Apple nears bear market territory as iPhone demand concern mounts

SAN FRANCISCO • Apple Inc shares dropped close to bear market territory on Monday on concern consumers are no longer clamouring for its cornerstone product, the iPhone.

The stock closed at a record of US$232.07 (RM972.37) on Oct 3. Since then, it’s plunged almost 20% — the official bear market threshold — as multiple suppliers indicated the company is cutting parts orders for the latest iPhones. Apple earnings on Nov 1 compounded concern when it reported flat unit growth and said it will stop disclosing how many smartphones it sells each quarter.

Apple shares fell a further 1.47% to US$183.13 in pre-market trading yesterday.

Apple and its supporters said the company can still generate revenue growth in a stalled smartphone market by charging more per device and selling customers an increasing amount of digital music, movies and other services. However, those strategies are relatively untested, especially compared to the past decade of iPhone ascendance.

“When we get into these situations where the current product may not be moving as well as investors expected, some get scared and then the fear compounds itself,” said Jason Benowitz, senior portfolio manager at Roosevelt Investment Group, which owns Apple stock. “We’re not really too concerned.

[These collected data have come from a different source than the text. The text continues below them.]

//! Opening the meta-step items that wrap a step.
//!
//! A step may be wrapped by a chain of meta-steps (innermost first). Each
//! distinct occurrence, keyed by [`MetaStepKey`], becomes exactly one STEP
//! item nested like the chain:
//!
//! ```text
//! Test
//! └── flow signIn            (started_at = 1)
//!     └── loginPage submit   (started_at = 5)
//!         ├── [STEP] - I fillField ...
//!         └── [STEP] - I click ...
//! ```
//!
//! Wrappers are opened lazily the first time a step needs them, outermost
//! first, and stay open until the test's steps are all reported.

use std::collections::HashMap;

use tracing::{debug, error};

use super::{LookupError, finish_item, start_item};
use crate::client::{ItemId, ReportClient};
use crate::model::{ItemType, MetaStep, MetaStepKey, Step};

/// A meta-step the registry has tried to open.
#[derive(Debug, Clone)]
struct OpenMetaStep {
    source: MetaStep,
    /// `None` when the backend refused to start the item.
    item: Option<ItemId>,
}

/// Open meta-step items for the test currently being reported.
#[derive(Debug, Default)]
pub struct MetaStepRegistry {
    open: HashMap<MetaStepKey, OpenMetaStep>,
    /// Keys in the order their items were requested.
    order: Vec<MetaStepKey>,
    started: usize,
    client_failures: usize,
}

impl MetaStepRegistry {
    pub fn new() -> Self {
        Self::default()
    }

    /// Whether no meta-step item is currently tracked.
    pub fn is_empty(&self) -> bool {
        self.open.is_empty()
    }

    /// Meta-step items started since the registry was created.
    pub fn started(&self) -> usize {
        self.started
    }

    /// Backend calls that failed since the registry was created.
    pub fn client_failures(&self) -> usize {
        self.client_failures
    }

    /// Makes sure every meta-step wrapping `step` has an open item.
    ///
    /// Returns the item of the innermost wrapper, or `None` when the step is
    /// not wrapped and belongs directly under `test_item`. Wrappers already in
    /// the registry are reused and never started twice.
    pub async fn ensure_open(
        &mut self,
        client: &dyn ReportClient,
        launch: &ItemId,
        step: &Step,
        test_item: &ItemId,
    ) -> Result<Option<ItemId>, LookupError> {
        let chain = step.meta_chain();
        if chain.is_empty() {
            return Ok(None);
        }

        let mut parent = test_item.clone();
        for meta in chain.into_iter().rev() {
            let key = meta.key();

            if let Some(open) = self.open.get(&key) {
                parent = open.item.clone().ok_or_else(|| LookupError::MissingItem {
                    what: format!("meta-step '{}'", meta),
                })?;
                continue;
            }

            let name = meta.to_string();
            match start_item(client, launch, &name, ItemType::Step, Some(&parent)).await {
                Ok(item) => {
                    debug!(
                        "{}: meta-step '{}' started under {}",
                        item, name, parent
                    );
                    self.started += 1;
                    self.insert(key, meta, Some(item.clone()));
                    parent = item;
                }
                Err(e) => {
                    error!("Failed to start meta-step '{}': {}", name, e);
                    self.client_failures += 1;
                    self.insert(key, meta, None);
                    return Err(LookupError::MissingItem {
                        what: format!("meta-step '{}'", name),
                    });
                }
            }
        }

        Ok(Some(parent))
    }

    /// Finishes every open meta-step item, innermost first, and forgets them.
    pub async fn close_all(&mut self, client: &dyn ReportClient) {
        for key in self.order.drain(..).rev() {
            let Some(open) = self.open.remove(&key) else {
                continue;
            };
            let Some(item) = open.item else {
                continue;
            };

            debug!("Finishing meta-step '{}'", open.source);
            if !finish_item(client, &item, open.source.report_status()).await {
                self.client_failures += 1;
            }
        }
        self.open.clear();
    }

    fn insert(&mut self, key: MetaStepKey, source: &MetaStep, item: Option<ItemId>) {
        self.order.push(key.clone());
        self.open.insert(
            key,
            OpenMetaStep {
                source: source.clone(),
                item,
            },
        );
    }
}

Some of this is probably just noise like it always is.”

The company’s shares are often buffeted by signals from its massive, global supply chain. Last year, warnings from some manufacturing partners sparked concern that Apple’s new iPhone X might be a dud. But when the company reported holiday results, sales numbers for the device were solid, sparking a recovery in the stock.

This time around, more iPhone suppliers and assemblers have warned of weaker orders. Underwhelming earnings by Hon Hai Precision Industry Co Ltd and a quartet of smaller companies including Japan Display Inc reducing revenue estimates, led investors to conclude that Apple isn’t getting the initial rush of sales for new iPhone models that it usually does.

“More growth-oriented holders are figuring out that growth isn’t occurring like they thought it would, especially with the new fancy phones,” said an analyst. Apple exacerbated this by changing the way it reports unit sales, she added. “That was a huge red flag. It seems like they just didn’t want to have to deal with those questions.”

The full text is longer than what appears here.